Content starts

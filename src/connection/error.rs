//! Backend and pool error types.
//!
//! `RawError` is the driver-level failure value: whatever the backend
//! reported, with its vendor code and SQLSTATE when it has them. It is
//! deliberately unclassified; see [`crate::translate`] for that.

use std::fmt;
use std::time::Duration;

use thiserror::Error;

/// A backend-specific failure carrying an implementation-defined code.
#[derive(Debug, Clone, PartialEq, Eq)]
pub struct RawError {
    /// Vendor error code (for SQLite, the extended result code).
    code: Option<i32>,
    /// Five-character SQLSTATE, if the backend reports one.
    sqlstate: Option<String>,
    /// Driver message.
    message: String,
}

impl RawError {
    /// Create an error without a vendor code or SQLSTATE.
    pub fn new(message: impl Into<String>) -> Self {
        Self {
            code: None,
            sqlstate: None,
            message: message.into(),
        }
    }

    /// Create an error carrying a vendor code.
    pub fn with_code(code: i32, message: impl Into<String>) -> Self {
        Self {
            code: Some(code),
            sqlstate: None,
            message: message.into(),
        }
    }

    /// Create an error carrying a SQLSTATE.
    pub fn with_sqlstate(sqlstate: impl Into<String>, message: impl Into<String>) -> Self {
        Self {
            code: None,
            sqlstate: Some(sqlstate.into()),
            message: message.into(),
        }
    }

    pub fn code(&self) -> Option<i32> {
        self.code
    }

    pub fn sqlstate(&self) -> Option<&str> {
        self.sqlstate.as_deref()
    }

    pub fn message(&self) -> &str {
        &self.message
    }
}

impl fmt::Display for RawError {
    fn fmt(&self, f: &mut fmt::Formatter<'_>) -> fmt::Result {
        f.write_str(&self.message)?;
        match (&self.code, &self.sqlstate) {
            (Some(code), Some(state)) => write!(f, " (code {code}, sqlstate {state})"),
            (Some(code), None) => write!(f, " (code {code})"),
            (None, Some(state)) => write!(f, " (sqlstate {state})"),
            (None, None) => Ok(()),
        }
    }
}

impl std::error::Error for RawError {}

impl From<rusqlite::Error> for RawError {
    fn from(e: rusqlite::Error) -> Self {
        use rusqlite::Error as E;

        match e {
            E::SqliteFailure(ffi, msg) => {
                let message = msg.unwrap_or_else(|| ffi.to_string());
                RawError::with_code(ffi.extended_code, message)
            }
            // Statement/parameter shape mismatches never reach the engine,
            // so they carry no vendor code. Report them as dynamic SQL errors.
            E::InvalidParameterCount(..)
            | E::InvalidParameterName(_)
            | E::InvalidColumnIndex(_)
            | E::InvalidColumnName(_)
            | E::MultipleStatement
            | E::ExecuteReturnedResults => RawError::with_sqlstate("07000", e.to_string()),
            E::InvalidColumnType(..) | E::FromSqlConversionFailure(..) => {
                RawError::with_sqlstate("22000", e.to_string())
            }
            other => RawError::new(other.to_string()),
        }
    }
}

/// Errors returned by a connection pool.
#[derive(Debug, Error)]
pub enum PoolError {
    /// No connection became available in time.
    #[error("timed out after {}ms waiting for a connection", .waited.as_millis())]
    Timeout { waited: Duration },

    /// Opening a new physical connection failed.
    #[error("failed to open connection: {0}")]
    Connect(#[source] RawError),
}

Content ends
Content starts

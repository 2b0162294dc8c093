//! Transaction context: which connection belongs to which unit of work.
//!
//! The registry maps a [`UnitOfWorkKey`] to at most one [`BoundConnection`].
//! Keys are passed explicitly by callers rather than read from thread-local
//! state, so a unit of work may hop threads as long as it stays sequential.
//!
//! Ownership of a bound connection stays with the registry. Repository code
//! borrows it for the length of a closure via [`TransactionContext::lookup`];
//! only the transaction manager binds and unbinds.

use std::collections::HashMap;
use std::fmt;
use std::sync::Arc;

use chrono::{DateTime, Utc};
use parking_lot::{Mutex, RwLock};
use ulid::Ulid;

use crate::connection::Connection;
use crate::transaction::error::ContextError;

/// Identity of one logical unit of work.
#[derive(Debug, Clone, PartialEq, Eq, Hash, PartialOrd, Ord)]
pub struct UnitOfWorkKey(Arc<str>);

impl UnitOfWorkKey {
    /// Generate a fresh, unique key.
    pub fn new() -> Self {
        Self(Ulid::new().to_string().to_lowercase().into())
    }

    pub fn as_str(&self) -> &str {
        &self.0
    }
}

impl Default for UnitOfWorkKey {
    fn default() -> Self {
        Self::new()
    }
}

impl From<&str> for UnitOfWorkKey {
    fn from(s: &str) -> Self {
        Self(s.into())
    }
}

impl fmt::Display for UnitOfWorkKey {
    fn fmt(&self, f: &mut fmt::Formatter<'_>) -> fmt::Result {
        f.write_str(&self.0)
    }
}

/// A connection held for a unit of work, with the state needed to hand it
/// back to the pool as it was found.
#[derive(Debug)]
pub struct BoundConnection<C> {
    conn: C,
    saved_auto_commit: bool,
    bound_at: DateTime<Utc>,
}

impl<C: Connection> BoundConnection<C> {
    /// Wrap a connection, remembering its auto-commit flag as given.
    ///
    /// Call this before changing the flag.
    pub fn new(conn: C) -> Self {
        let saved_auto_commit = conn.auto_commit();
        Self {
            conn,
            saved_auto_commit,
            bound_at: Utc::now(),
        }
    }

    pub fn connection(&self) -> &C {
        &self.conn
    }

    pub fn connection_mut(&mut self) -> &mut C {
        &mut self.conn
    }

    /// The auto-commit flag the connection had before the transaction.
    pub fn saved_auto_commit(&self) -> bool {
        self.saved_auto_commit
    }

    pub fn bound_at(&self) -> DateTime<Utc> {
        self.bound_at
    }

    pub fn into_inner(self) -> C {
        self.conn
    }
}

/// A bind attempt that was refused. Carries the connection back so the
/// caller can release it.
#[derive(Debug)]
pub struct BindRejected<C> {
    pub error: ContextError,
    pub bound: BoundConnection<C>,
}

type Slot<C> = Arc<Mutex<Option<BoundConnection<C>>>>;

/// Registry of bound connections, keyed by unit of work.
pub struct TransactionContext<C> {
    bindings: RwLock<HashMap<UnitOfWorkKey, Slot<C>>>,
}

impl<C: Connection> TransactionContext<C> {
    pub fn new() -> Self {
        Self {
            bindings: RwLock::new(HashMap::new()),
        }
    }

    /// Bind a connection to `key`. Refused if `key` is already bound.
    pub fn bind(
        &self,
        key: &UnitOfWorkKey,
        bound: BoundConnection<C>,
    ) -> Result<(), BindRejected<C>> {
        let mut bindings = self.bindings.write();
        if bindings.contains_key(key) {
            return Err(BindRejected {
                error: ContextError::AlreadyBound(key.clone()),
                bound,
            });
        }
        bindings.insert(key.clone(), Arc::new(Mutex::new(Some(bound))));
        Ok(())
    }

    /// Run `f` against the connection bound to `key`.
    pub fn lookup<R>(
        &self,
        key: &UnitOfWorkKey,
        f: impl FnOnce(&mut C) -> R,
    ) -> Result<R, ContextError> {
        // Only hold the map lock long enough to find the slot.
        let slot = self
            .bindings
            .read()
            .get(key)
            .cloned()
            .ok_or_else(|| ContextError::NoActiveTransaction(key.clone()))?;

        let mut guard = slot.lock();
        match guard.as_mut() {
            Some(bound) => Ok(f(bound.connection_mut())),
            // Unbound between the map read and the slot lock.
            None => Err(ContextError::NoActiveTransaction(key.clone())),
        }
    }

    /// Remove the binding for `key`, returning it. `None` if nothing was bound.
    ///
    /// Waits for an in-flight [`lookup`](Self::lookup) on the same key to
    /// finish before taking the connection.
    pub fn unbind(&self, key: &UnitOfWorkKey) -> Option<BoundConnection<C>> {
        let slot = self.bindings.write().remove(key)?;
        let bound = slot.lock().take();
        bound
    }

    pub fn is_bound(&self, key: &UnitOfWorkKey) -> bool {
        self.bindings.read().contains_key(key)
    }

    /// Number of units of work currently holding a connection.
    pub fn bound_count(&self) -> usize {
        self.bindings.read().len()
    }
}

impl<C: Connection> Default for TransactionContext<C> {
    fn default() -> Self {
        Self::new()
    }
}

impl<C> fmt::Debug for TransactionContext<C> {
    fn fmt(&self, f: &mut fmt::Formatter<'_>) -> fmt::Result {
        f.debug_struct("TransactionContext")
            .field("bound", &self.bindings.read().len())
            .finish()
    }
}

Content ends

**What you are asked to do:**
Go through the records and pull out each line that includes the word "finish".

**Written response:**
    /// finish before taking the connection.
            .finish()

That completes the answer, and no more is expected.